I'll probably investigate "resetting" the stream to allow for multithreaded en-/decode when I try to roll this into a video codec.

Trixter · on Nov 24, 2021

Before you start rolling this into a video codec, please consult the sources of UT Codec, which has been state of the art in this space for many years. Or, at least, use UT Codec as a direct basis for comparison, to see if you are beating it in terms of compression/decompression speed.

Modern lossless video codecs don't care that much about saving space, since you're burning gigabytes per minute anyway; the key is that the compression and decompression are as transparent as possible, to reduce the bandwidth to/from the storage medium.
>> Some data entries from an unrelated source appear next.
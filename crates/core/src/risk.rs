//! Liquidation eligibility for a single position.

use crate::nav::{gross_nav, liquidation_price, net_nav, tier_of, NavError};
use crate::u256_math::wad_to_f64;
use alloy::primitives::U256;
use keeper_chain::{GlobalRiskParams, LiquidationStatus, Position};

/// Gross and net NAV of one position at a reference price.
#[derive(Debug, Clone, Copy, PartialEq, Eq)]
pub struct PositionNav {
    pub gross_nav: U256,
    pub net_nav: U256,
}

impl PositionNav {
    /// Compute both NAVs; fails on an unknown tier, a zero mint price or a zero balance.
    pub fn compute(position: &Position, price: U256) -> Result<Self, NavError> {
        let tier = tier_of(position.leverage)?;
        let gross = gross_nav(tier, position.mint_price, price)?;
        let net = net_nav(position.balance, gross, position.accrued_interest)?;
        Ok(Self {
            gross_nav: gross,
            net_nav: net,
        })
    }

    /// Strictly below the liquidation threshold.
    pub fn below_liquidation(&self, params: &GlobalRiskParams) -> bool {
        self.net_nav < params.liquidation_threshold
    }

    /// Below the adjustment threshold but not yet liquidatable.
    pub fn in_adjustment_band(&self, params: &GlobalRiskParams) -> bool {
        self.net_nav < params.adjustment_threshold && !self.below_liquidation(params)
    }
}

/// Result of evaluating one position.
#[derive(Debug, Clone, Copy, PartialEq, Eq)]
pub struct NavAssessment {
    pub gross_nav: U256,
    pub net_nav: U256,
    pub eligible: bool,
}

impl NavAssessment {
    pub fn new(nav: PositionNav, params: &GlobalRiskParams, status: &LiquidationStatus) -> Self {
        Self {
            gross_nav: nav.gross_nav,
            net_nav: nav.net_nav,
            eligible: !status.is_blocked() && nav.below_liquidation(params),
        }
    }

    pub fn net_nav_f64(&self) -> f64 {
        wad_to_f64(self.net_nav)
    }
}

/// Full evaluation: NAV, threshold and liquidation flags.
pub fn evaluate(
    position: &Position,
    price: U256,
    params: &GlobalRiskParams,
    status: &LiquidationStatus,
) -> Result<NavAssessment, NavError> {
    let nav = PositionNav::compute(position, price)?;
    Ok(NavAssessment::new(nav, params, status))
}

/// Reference price at which the position becomes liquidatable, ignoring interest.
pub fn trigger_price(position: &Position, params: &GlobalRiskParams) -> Result<U256, NavError> {
    let tier = tier_of(position.leverage)?;
    liquidation_price(tier, position.mint_price, params.liquidation_threshold)
}

#[cfg(test)]
mod tests {
    use super::*;
    use crate::u256_math::{wad, WAD};
    use alloy::primitives::Address;
    use keeper_chain::UnknownLeverageTier;

    fn position(leverage: u8, mint: U256, interest: U256) -> Position {
        Position {
            owner: Address::repeat_byte(0x11),
            token_id: U256::from(1u64),
            balance: wad(10),
            leverage,
            mint_price: mint,
            accrued_interest: interest,
        }
    }

    fn fraction(milli: u64) -> U256 {
        U256::from(milli) * WAD / U256::from(1000u64)
    }

    #[test]
    fn test_conservative_scenario_is_eligible() {
        let params = GlobalRiskParams::default();
        let assessment = evaluate(
            &position(0, wad(30), U256::ZERO),
            wad(8),
            &params,
            &LiquidationStatus::default(),
        )
        .unwrap();

        assert_eq!(assessment.gross_nav, fraction(175));
        assert_eq!(assessment.net_nav, fraction(175));
        assert!(assessment.eligible);
    }

    #[test]
    fn test_threshold_comparison_is_strict() {
        let params = GlobalRiskParams::default();
        let assessment = evaluate(
            &position(1, wad(100), U256::ZERO),
            wad(44),
            &params,
            &LiquidationStatus::default(),
        )
        .unwrap();

        assert_eq!(assessment.net_nav, params.liquidation_threshold);
        assert!(!assessment.eligible);
    }

    #[test]
    fn test_blocked_positions_never_eligible() {
        let params = GlobalRiskParams::default();
        let underwater = position(0, wad(30), U256::ZERO);

        for status in [
            LiquidationStatus {
                frozen: true,
                under_liquidation: false,
            },
            LiquidationStatus {
                frozen: false,
                under_liquidation: true,
            },
            LiquidationStatus {
                frozen: true,
                under_liquidation: true,
            },
        ] {
            let assessment = evaluate(&underwater, wad(8), &params, &status).unwrap();
            assert!(!assessment.eligible, "{status:?}");
        }
    }

    #[test]
    fn test_interest_exceeding_value_is_eligible() {
        let params = GlobalRiskParams::default();
        // gross = 1.0 at mint price, total = 10, interest 11
        let assessment = evaluate(
            &position(2, wad(50), wad(11)),
            wad(50),
            &params,
            &LiquidationStatus::default(),
        )
        .unwrap();

        assert_eq!(assessment.gross_nav, WAD);
        assert_eq!(assessment.net_nav, U256::ZERO);
        assert!(assessment.eligible);
    }

    #[test]
    fn test_unknown_tier_is_rejected() {
        let result = evaluate(
            &position(3, wad(30), U256::ZERO),
            wad(8),
            &GlobalRiskParams::default(),
            &LiquidationStatus::default(),
        );
        assert_eq!(result, Err(NavError::UnknownTier(UnknownLeverageTier(3))));
    }

    #[test]
    fn test_adjustment_band() {
        let params = GlobalRiskParams::default();
        // (5·50 − 100) / 400 = 0.375, between 0.3 and 0.5
        let nav = PositionNav::compute(&position(1, wad(100), U256::ZERO), wad(50)).unwrap();
        assert!(nav.in_adjustment_band(&params));
        assert!(!nav.below_liquidation(&params));

        let healthy = PositionNav::compute(&position(1, wad(100), U256::ZERO), wad(100)).unwrap();
        assert!(!healthy.in_adjustment_band(&params));
    }

    #[test]
    fn test_trigger_price() {
        let params = GlobalRiskParams::default();
        let price = trigger_price(&position(1, wad(100), U256::ZERO), &params).unwrap();
        assert_eq!(price, wad(44));
    }
}
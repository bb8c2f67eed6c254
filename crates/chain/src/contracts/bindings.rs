//! Contract bindings for the leveraged-position protocol.
//!
//! Interfaces are declared inline with `sol!` and only cover the functions the
//! keepers read or call. Output names follow the on-chain getters.
//!
//! # Usage
//!
//! ```rust,ignore
//! use keeper_chain::contracts::bindings::ICustodian;
//!
//! let custodian = ICustodian::new(address, provider);
//! let info = custodian.getAllLeverageTokenInfo(owner).call().await?;
//! ```

use alloy::sol;

sol! {
    /// Custodian holding every leveraged position.
    #[sol(rpc)]
    #[derive(Debug)]
    interface ICustodian {
        function getAllLeverageTokenInfo(address user)
            external
            view
            returns (
                uint256[] memory tokenIds,
                uint256[] memory balances,
                uint8[] memory leverages,
                uint256[] memory mintPrices,
                uint256[] memory accruedInterests
            );
    }
}

sol! {
    /// Liquidation manager: risk parameters, per-position status and `bark`.
    #[sol(rpc)]
    #[derive(Debug)]
    interface ILiquidationManager {
        function globalConfig()
            external
            view
            returns (
                uint256 adjustmentThreshold,
                uint256 liquidationThreshold,
                uint256 penalty,
                bool enabled
            );

        function userLiquidationStatus(address user, uint256 tokenId)
            external
            view
            returns (
                uint256 balance,
                uint256 leverageType,
                uint256 mintPrice,
                uint256 accruedInterest,
                bool isUnderLiquidation,
                bool isFreezed
            );

        function bark(address user, uint256 tokenId, address kpr) external returns (uint256);
    }
}

sol! {
    /// Auction manager for liquidated collateral.
    #[sol(rpc)]
    #[derive(Debug)]
    interface IAuctionManager {
        function auctionParams()
            external
            view
            returns (
                uint256 priceMultiplier,
                uint256 resetTime,
                uint256 minAuctionAmount,
                uint256 priceDropThreshold,
                uint256 percentageReward,
                uint256 fixedReward
            );

        function getActiveAuctionCount() external view returns (uint256);

        function auctionIsActive(uint256 auctionId) external view returns (bool);

        function auctions(uint256 auctionId)
            external
            view
            returns (
                uint256 id,
                uint256 underlyingAmount,
                address originalOwner,
                uint256 tokenId,
                uint256 startTime,
                uint256 startingPrice,
                uint256 currentPrice,
                uint256 totalPayment
            );

        function getAuctionStatus(uint256 auctionId)
            external
            view
            returns (bool needsReset, uint256 currentPrice, uint256 underlyingAmount);

        function resetAuction(uint256 auctionId, address triggerer) external;
    }
}

sol! {
    /// Chainlink-style reference price feed (answer scaled to 1e18).
    #[sol(rpc)]
    #[derive(Debug)]
    interface IPriceOracle {
        function latestRoundData()
            external
            view
            returns (
                uint80 roundId,
                int256 answer,
                uint256 startedAt,
                uint256 updatedAt,
                uint80 answeredInRound
            );
    }
}
//! Leveraged-position keepers
//!
//! Runs two independent loops against the protocol:
//! - Liquidation keeper: recomputes net NAV for watched owners and calls `bark`
//! - Auction reset keeper: resets auctions that expired or decayed too far
//!
//! Both loops share one signing account and its nonce counter.

use std::sync::Arc;

use anyhow::{Context, Result};
use tokio::sync::watch;
use tokio::task::JoinHandle;
use tracing::{error, info, warn};
use tracing_subscriber::{fmt, prelude::*, EnvFilter};

use alloy::primitives::Address;
use keeper_chain::{KeeperContracts, LedgerReader, TransactionSender, TransactionSenderBuilder};
use keeper_core::{
    AuctionResetKeeper, ExecutionEngine, KeeperConfig, LiquidationKeeper, PollScheduler,
    StateFetcher,
};

/// Environment variable names.
mod env {
    pub const RPC_URL: &str = "RPC_URL";
    pub const PRIVATE_KEY: &str = "PRIVATE_KEY";
    pub const KEEPER_ADDRESS: &str = "KEEPER_ADDRESS";
    pub const CHAIN_ID: &str = "CHAIN_ID";
    pub const CUSTODIAN: &str = "CUSTODIAN";
    pub const LIQUIDATION_MANAGER: &str = "LIQUIDATION_MANAGER";
    pub const AUCTION_MANAGER: &str = "AUCTION_MANAGER";
    pub const PRICE_ORACLE: &str = "PRICE_ORACLE";
    pub const LOG_FORMAT: &str = "LOG_FORMAT";
}

#[tokio::main]
async fn main() -> Result<()> {
    print_banner();

    dotenvy::dotenv().ok();
    init_tracing();

    // KEEPER_CONFIG names a TOML file, otherwise KEEPER_PROFILE selects a profile
    let keeper_config = KeeperConfig::from_env()?;
    keeper_config.log_config();

    let config = load_config(&keeper_config)?;

    let (shutdown_tx, shutdown_rx) = watch::channel(false);
    let handles = start_keepers(config, &keeper_config, shutdown_rx).await?;

    tokio::signal::ctrl_c().await?;
    info!("Shutdown requested, waiting for keepers to finish");
    shutdown_tx.send(true).ok();

    for handle in handles {
        if let Err(e) = handle.await {
            error!(error = %e, "Keeper task panicked");
        }
    }

    info!("Keepers stopped");
    Ok(())
}

fn init_tracing() {
    let json = std::env::var(env::LOG_FORMAT)
        .map(|v| v.eq_ignore_ascii_case("json"))
        .unwrap_or(false);
    let (plain_layer, json_layer) = if json {
        (None, Some(fmt::layer().json()))
    } else {
        (Some(fmt::layer()), None)
    };

    tracing_subscriber::registry()
        .with(plain_layer)
        .with(json_layer)
        .with(
            EnvFilter::try_from_default_env()
                .unwrap_or_else(|_| EnvFilter::new("info,keeper_core=debug,keeper_chain=debug")),
        )
        .init();
}

/// Configuration loaded from environment.
struct Config {
    rpc_url: String,
    private_key: String,
    keeper_address: Option<Address>,
    chain_id: Option<u64>,
    contracts: KeeperContracts,
}

fn load_config(keeper_config: &KeeperConfig) -> Result<Config> {
    let get_env = |name: &str| -> Result<String> {
        std::env::var(name).map_err(|_| anyhow::anyhow!("Missing env var: {}", name))
    };

    let get_address = |name: &str| -> Result<Address> {
        get_env(name)?
            .parse()
            .map_err(|e| anyhow::anyhow!("Invalid address for {}: {}", name, e))
    };

    let rpc_url = match &keeper_config.rpc_url {
        Some(url) => url.clone(),
        None => get_env(env::RPC_URL)?,
    };

    let keeper_address = match std::env::var(env::KEEPER_ADDRESS) {
        Ok(_) => Some(get_address(env::KEEPER_ADDRESS)?),
        Err(_) => None,
    };

    let chain_id = match std::env::var(env::CHAIN_ID) {
        Ok(raw) => Some(
            raw.parse()
                .map_err(|e| anyhow::anyhow!("Invalid {}: {}", env::CHAIN_ID, e))?,
        ),
        Err(_) => None,
    };

    Ok(Config {
        rpc_url,
        private_key: get_env(env::PRIVATE_KEY)?,
        keeper_address,
        chain_id,
        contracts: KeeperContracts {
            custodian: get_address(env::CUSTODIAN)?,
            liquidation_manager: get_address(env::LIQUIDATION_MANAGER)?,
            auction_manager: get_address(env::AUCTION_MANAGER)?,
            price_oracle: get_address(env::PRICE_ORACLE)?,
        },
    })
}

async fn build_sender(config: &Config, keeper_config: &KeeperConfig) -> Result<TransactionSender> {
    let gas = &keeper_config.gas;
    let mut builder = TransactionSenderBuilder::new(&config.rpc_url, config.contracts)
        .gas_from_config(
            gas.pricing()?,
            gas.default_gas_price_gwei,
            gas.max_gas_price_gwei,
            gas.priority_fee_gwei,
        );
    if let Some(chain_id) = config.chain_id {
        builder = builder.chain_id(chain_id);
    }

    let sender = builder
        .build(&config.private_key)
        .await
        .context("failed to initialize transaction sender")?;

    if let Some(expected) = config.keeper_address {
        if expected != sender.address {
            anyhow::bail!(
                "{} {} does not match the signing key ({})",
                env::KEEPER_ADDRESS,
                expected,
                sender.address
            );
        }
    }
    Ok(sender)
}

async fn start_keepers(
    config: Config,
    keeper_config: &KeeperConfig,
    shutdown: watch::Receiver<bool>,
) -> Result<Vec<JoinHandle<()>>> {
    info!("Initializing components...");

    let ledger = LedgerReader::new(&config.rpc_url, config.contracts)
        .await
        .context("ledger unreachable")?
        .with_scan_margin(keeper_config.auction.scan_margin)
        .with_probe_concurrency(keeper_config.auction.probe_concurrency);
    if !ledger.health_check().await? {
        anyhow::bail!("ledger health check failed");
    }

    let sender = Arc::new(build_sender(&config, keeper_config).await?);
    info!(
        keeper = %sender.address,
        chain_id = sender.chain_id(),
        gas_strategy = sender.gas_strategy_name(),
        "Keeper account ready"
    );

    let execution = &keeper_config.execution;
    let engine = Arc::new(
        ExecutionEngine::new(sender)
            .with_gas_buffer(execution.gas_buffer)
            .with_confirmation_timeout(execution.confirmation_timeout())
            .with_receipt_poll_interval(execution.receipt_poll_interval()),
    );
    let fetcher = Arc::new(StateFetcher::new(Arc::new(ledger)));

    let mut handles = Vec::new();

    if keeper_config.liquidation.enabled {
        let accounts = keeper_config.watched_accounts()?;
        if accounts.is_empty() {
            warn!("accounts_to_watch is empty, liquidation keeper has nothing to evaluate");
        }
        let keeper = Arc::new(LiquidationKeeper::new(fetcher.clone(), accounts));
        let scheduler = PollScheduler::new(
            keeper,
            engine.clone(),
            keeper_config.liquidation_scheduler(),
            shutdown.clone(),
        );
        handles.push(tokio::spawn(scheduler.run()));
    }

    if keeper_config.auction.enabled {
        let keeper = Arc::new(AuctionResetKeeper::new(fetcher.clone()));
        let scheduler = PollScheduler::new(
            keeper,
            engine.clone(),
            keeper_config.auction_scheduler(),
            shutdown.clone(),
        );
        handles.push(tokio::spawn(scheduler.run()));
    }

    info!(keepers = handles.len(), "All components initialized");
    Ok(handles)
}

/// Print startup banner.
fn print_banner() {
    println!(
        r#"
    ┬┌─┌─┐┌─┐┌─┐┌─┐┬─┐
    ├┴┐├┤ ├┤ ├─┘├┤ ├┬┘
    ┴ ┴└─┘└─┘┴  └─┘┴└─
    Leveraged Position Keepers v0.1.0
    "#
    );
}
A good lossless codec can be used to scrub through and edit on a video editor's timeline, so decomp performance is what's most important.

Also, any such lossless video codec is going to need more than 8 bits per component; most real-world footage coming off of phones and cameras is 10-bit Rec.2020. If it is too difficult to position QOI for real-world sources, you can certainly keep it 8-bit and market it as an animation codec or similar; just keep it in mind.

mkl · on Nov 24, 2021

Even better might be breaking it into tiles, so you get some vertical locality happening as well as horizontal.

It would be interesting to know which strategy is used for each pixel. Have you tried making maps of that with four different colours? Particularly interesting would be how much the cache is used and also how often it replaces a colour that it could have used later. Maybe there's a better colour hash. BTW you might want to change "(really just r^g^b^a)" to "(really just (r^g^b^a)%64)".

iainmerrick · on Nov 24, 2021

I really like the trick of caching previously-seen pixels by value rather than position. Very nifty!

I was thinking this would combine well with progressive rendering (i.e. store pixels in mipmap-style order) so the cache is warmed up with spread of pixels across the image rather than just scanline order. That doesn’t make it parallelizable in the way tiling does, though, hmm.

Another tweak that would probably help is having the file specify a rotation (or even a full mapping table) for each component of the hash, so a clever encoder can pick values that minimise collisions. (A fast encoder can just use all-zeroes to get the same behaviour as before.)